Mark! What does it mean that we’re meeting here right now? I’ll tell you what I think it means.

That morning I’d been working on a poem about a man named George. George and I had lived in the same building in Santa Ana, Calif. George used to spend his days on a hemorrhoid donut cushion in his easy chair, watching TV and hoping for a re-run of “The Russians Are Coming, The Russians Are Coming,” in which he had been an extra 20 years before. That morning, I had noticed how many times I’d repeated the word “stairs” in just a few lines of the poem. I hadn’t told Simcha any of this when he asked what it meant that we were meeting, then tapped a thick notebook under his arm and said he was writing a poem about stairs.

A few years earlier, while climbing a flight of stairs, he had suddenly become aware of the incline. He indicated the incline by holding his hand at an angle, long fingers outstretched. He felt the incline in his body, felt as if his insides were going in different directions, coming apart from each other. He had had to lie down, and claimed not to have used stairs since. Simcha told me that according to the Talmud according to one of his friends at Talmudic U., a building shouldn’t have more than two stories, and to reach the second story a Jew should use a ladder, not stairs. He asked: Does this have something to do with construction? Then he answered: No. It has to do with the concept. Jewish tradition is concerned with concepts, he said. He didn’t say what the stair concept was, but he did say that he had once met an autistic boy in New York who drew a box with a diagonal across it, but that since the boy had done this without any concept attached, it was a oneness without unity. Jews have lost the ability to feel the unity, he said.

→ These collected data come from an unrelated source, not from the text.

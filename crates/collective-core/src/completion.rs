//! Completion client for persona replies.
//!
//! Wraps a `BoxLlmProvider` behind an initialise-once slot. Every failure
//! (uninitialised client, transport, HTTP status, body parse) is returned as
//! a `CompletionError` carrying the persona id so the orchestrator can
//! attribute it. Nothing here panics, retries or caches.

use std::sync::Arc;

use thiserror::Error;
use tokio::sync::RwLock;
use tracing::{Instrument, debug, info_span, warn};

use collective_types::config::DEFAULT_MAX_TOKENS;
use collective_types::llm::{CompletionRequest, LlmError, Message};
use collective_types::persona::{BotPersona, PersonaId};

use crate::llm::box_provider::BoxLlmProvider;
use crate::prompt::PromptBuilder;

/// Reply used when the provider answers without any text.
pub const FALLBACK_REPLY: &str = "I apologize, but I cannot respond right now.";

/// Why a single persona's completion failed.
#[derive(Debug, Clone, Error)]
pub enum CompletionErrorKind {
    #[error("completion client not initialized")]
    NotInitialized,

    #[error(transparent)]
    Llm(#[from] LlmError),
}

/// A failed completion, attributed to the persona it was made for.
#[derive(Debug, Clone, Error)]
#[error("{kind}")]
pub struct CompletionError {
    pub persona_id: PersonaId,
    pub kind: CompletionErrorKind,
}

struct ProviderSlot {
    provider: Arc<BoxLlmProvider>,
    model_id: String,
    max_tokens: u32,
}

/// Issues one LLM completion per persona reply.
///
/// Cloning produces a shared view: re-initialising through any clone affects
/// every holder. Calls in flight keep the provider they started with.
#[derive(Clone, Default)]
pub struct CompletionClient {
    slot: Arc<RwLock<Option<ProviderSlot>>>,
}

impl CompletionClient {
    /// Create an uninitialised client. Calls fail with `NotInitialized`.
    pub fn new() -> Self {
        Self::default()
    }

    /// Create a client that is already initialised.
    pub fn with_provider(provider: BoxLlmProvider, model_id: impl Into<String>) -> Self {
        Self {
            slot: Arc::new(RwLock::new(Some(ProviderSlot {
                provider: Arc::new(provider),
                model_id: model_id.into(),
                max_tokens: DEFAULT_MAX_TOKENS,
            }))),
        }
    }

    /// Install (or replace) the provider and model used for completions.
    pub async fn initialize(
        &self,
        provider: BoxLlmProvider,
        model_id: impl Into<String>,
        max_tokens: u32,
    ) {
        let model_id = model_id.into();
        debug!(provider = provider.name(), model = %model_id, max_tokens, "completion client initialized");
        *self.slot.write().await = Some(ProviderSlot {
            provider: Arc::new(provider),
            model_id,
            max_tokens,
        });
    }

    /// Remove the provider. Subsequent calls fail with `NotInitialized`.
    pub async fn reset(&self) {
        *self.slot.write().await = None;
    }

    pub async fn is_initialized(&self) -> bool {
        self.slot.read().await.is_some()
    }

    /// Name and model of the installed provider, if any.
    pub async fn describe(&self) -> Option<(String, String)> {
        self.slot
            .read()
            .await
            .as_ref()
            .map(|s| (s.provider.name().to_string(), s.model_id.clone()))
    }

    /// Generate `persona`'s reply to `utterance` given its rendered `prompt`.
    ///
    /// Issues exactly one provider call. An empty reply is replaced by
    /// [`FALLBACK_REPLY`]; the returned text is trimmed.
    pub async fn complete(
        &self,
        persona: &BotPersona,
        prompt: &str,
        utterance: &str,
    ) -> Result<String, CompletionError> {
        let (provider, model_id, max_tokens) = {
            let guard = self.slot.read().await;
            match guard.as_ref() {
                Some(slot) => (slot.provider.clone(), slot.model_id.clone(), slot.max_tokens),
                None => {
                    warn!(persona_id = %persona.id, "completion requested before initialization");
                    return Err(CompletionError {
                        persona_id: persona.id,
                        kind: CompletionErrorKind::NotInitialized,
                    });
                }
            }
        };

        let request = CompletionRequest {
            model: model_id,
            messages: vec![Message::user(PromptBuilder::final_turn(
                prompt, persona, utterance,
            ))],
            max_tokens,
        };

        let span = info_span!(
            "gen_ai.complete",
            gen_ai.system = provider.name(),
            gen_ai.request.model = %request.model,
            gen_ai.request.max_tokens = request.max_tokens,
            persona_id = %persona.id,
            persona_name = %persona.name,
        );

        match provider.complete(&request).instrument(span).await {
            Ok(response) => {
                debug!(
                    persona_id = %persona.id,
                    output_tokens = response.usage.output_tokens,
                    "completion received"
                );
                let text = if response.content.is_empty() {
                    FALLBACK_REPLY
                } else {
                    response.content.as_str()
                };
                Ok(text.trim().to_string())
            }
            Err(e) => {
                warn!(persona_id = %persona.id, error = %e, "completion failed");
                Err(CompletionError {
                    persona_id: persona.id,
                    kind: CompletionErrorKind::Llm(e),
                })
            }
        }
    }
}

impl std::fmt::Debug for CompletionClient {
    fn fmt(&self, f: &mut std::fmt::Formatter<'_>) -> std::fmt::Result {
        f.debug_struct("CompletionClient").finish_non_exhaustive()
    }
}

Simcha had once watched as a woman drew a profile with a horizontal line behind her subject, and he found this disturbing because the horizon appeared to go through the subject. Then an artist taught him that by dropping the horizontal, by making it discontinuous so that it doesn’t appear to bisect the figure, he could make the vertical look more real. But right angles, he warned, can be dangerous.

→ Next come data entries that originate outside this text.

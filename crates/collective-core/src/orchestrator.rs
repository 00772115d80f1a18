//! Response orchestration: one completion per active persona, all at once.
//!
//! `ResponseOrchestrator` builds every persona's prompt from the same
//! history and room snapshot, polls all completions concurrently on the
//! caller's task and waits for every one of them. A failing persona becomes
//! an error-bearing `BotResponse`; it never fails or cancels the batch.

use std::collections::HashSet;
use std::future::Future;

use futures_util::future::join_all;
use thiserror::Error;
use tracing::{Instrument, debug, info, info_span};

use collective_types::message::Message;
use collective_types::persona::{BotPersona, PersonaId};
use collective_types::response::BotResponse;
use collective_types::room::RoomSettings;

use crate::completion::CompletionClient;
use crate::prompt::PromptBuilder;

/// Faults of the dispatch call itself, as opposed to per-persona failures.
#[derive(Debug, Error)]
pub enum OrchestratorError {
    #[error("persona {0} appears more than once in the dispatch set")]
    DuplicatePersona(PersonaId),
}

/// Anything that can turn one human turn into per-persona responses.
///
/// The chat session is generic over this so tests can inject dispatchers
/// that fault or answer from a script.
pub trait ResponseDispatcher: Send + Sync {
    /// Produce one response per persona, in input order.
    fn dispatch(
        &self,
        history: &[Message],
        active_personas: &[BotPersona],
        room: &RoomSettings,
        utterance: &str,
    ) -> impl Future<Output = Result<Vec<BotResponse>, OrchestratorError>> + Send;
}

/// Fans a human turn out to every active persona through a `CompletionClient`.
#[derive(Debug, Clone)]
pub struct ResponseOrchestrator {
    client: CompletionClient,
}

impl ResponseOrchestrator {
    pub fn new(client: CompletionClient) -> Self {
        Self { client }
    }

    /// Shared handle to the underlying completion client.
    pub fn client(&self) -> &CompletionClient {
        &self.client
    }

    async fn respond(
        &self,
        history: &[Message],
        persona: &BotPersona,
        room: &RoomSettings,
        utterance: &str,
    ) -> BotResponse {
        let prompt = PromptBuilder::build(history, persona, room);
        match self.client.complete(persona, &prompt, utterance).await {
            Ok(content) => BotResponse::success(persona.id, content),
            Err(e) => BotResponse::failure(e.persona_id, e.to_string()),
        }
    }
}

impl ResponseDispatcher for ResponseOrchestrator {
    async fn dispatch(
        &self,
        history: &[Message],
        active_personas: &[BotPersona],
        room: &RoomSettings,
        utterance: &str,
    ) -> Result<Vec<BotResponse>, OrchestratorError> {
        if active_personas.is_empty() {
            debug!("no active personas, skipping dispatch");
            return Ok(Vec::new());
        }

        let mut seen = HashSet::with_capacity(active_personas.len());
        for persona in active_personas {
            if !seen.insert(persona.id) {
                return Err(OrchestratorError::DuplicatePersona(persona.id));
            }
        }

        let span = info_span!(
            "collective.dispatch",
            persona_count = active_personas.len(),
            history_len = history.len(),
            room = %room.name,
        );

        async {
            let responses = join_all(
                active_personas
                    .iter()
                    .map(|persona| self.respond(history, persona, room, utterance)),
            )
            .await;

            let failed = responses.iter().filter(|r| r.is_error()).count();
            info!(
                succeeded = responses.len() - failed,
                failed, "dispatch complete"
            );
            Ok(responses)
        }
        .instrument(span)
        .await
    }
}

A few weeks later, I was reaching into one of the yellow metal Miami Herald vending machine boxes on Alton Road, just down from Talmudic U., when Simcha approached and said he was looking for a student to study the philosophy of news. It was unclear whether he recognized me. My blue Cavalier wagon was idling at the curb. As the sharp-edged spring-hinged door of the Herald machine slammed shut, Simcha snapped:

Why did you close it?! I wanted a paper! How many times have you lost money in that machine? Why take a chance?!

I moved toward my car. He tried to be calm but couldn’t be:

We can discuss the paper. Don’t walk away from this!

There’s a blind spot where the optic nerve meets retina, or where the retina becomes optic nerve, one might say. The blind spot is normal because the retinal surface cannot register light at the spot where it is interrupted by the optic nerve that transports the registered information. A blind spot at the center is what the kabbalists must have had in mind when they said that God had to withdraw to create the world. If there were no blind spot at one’s own center, one would be, if there were a God, God.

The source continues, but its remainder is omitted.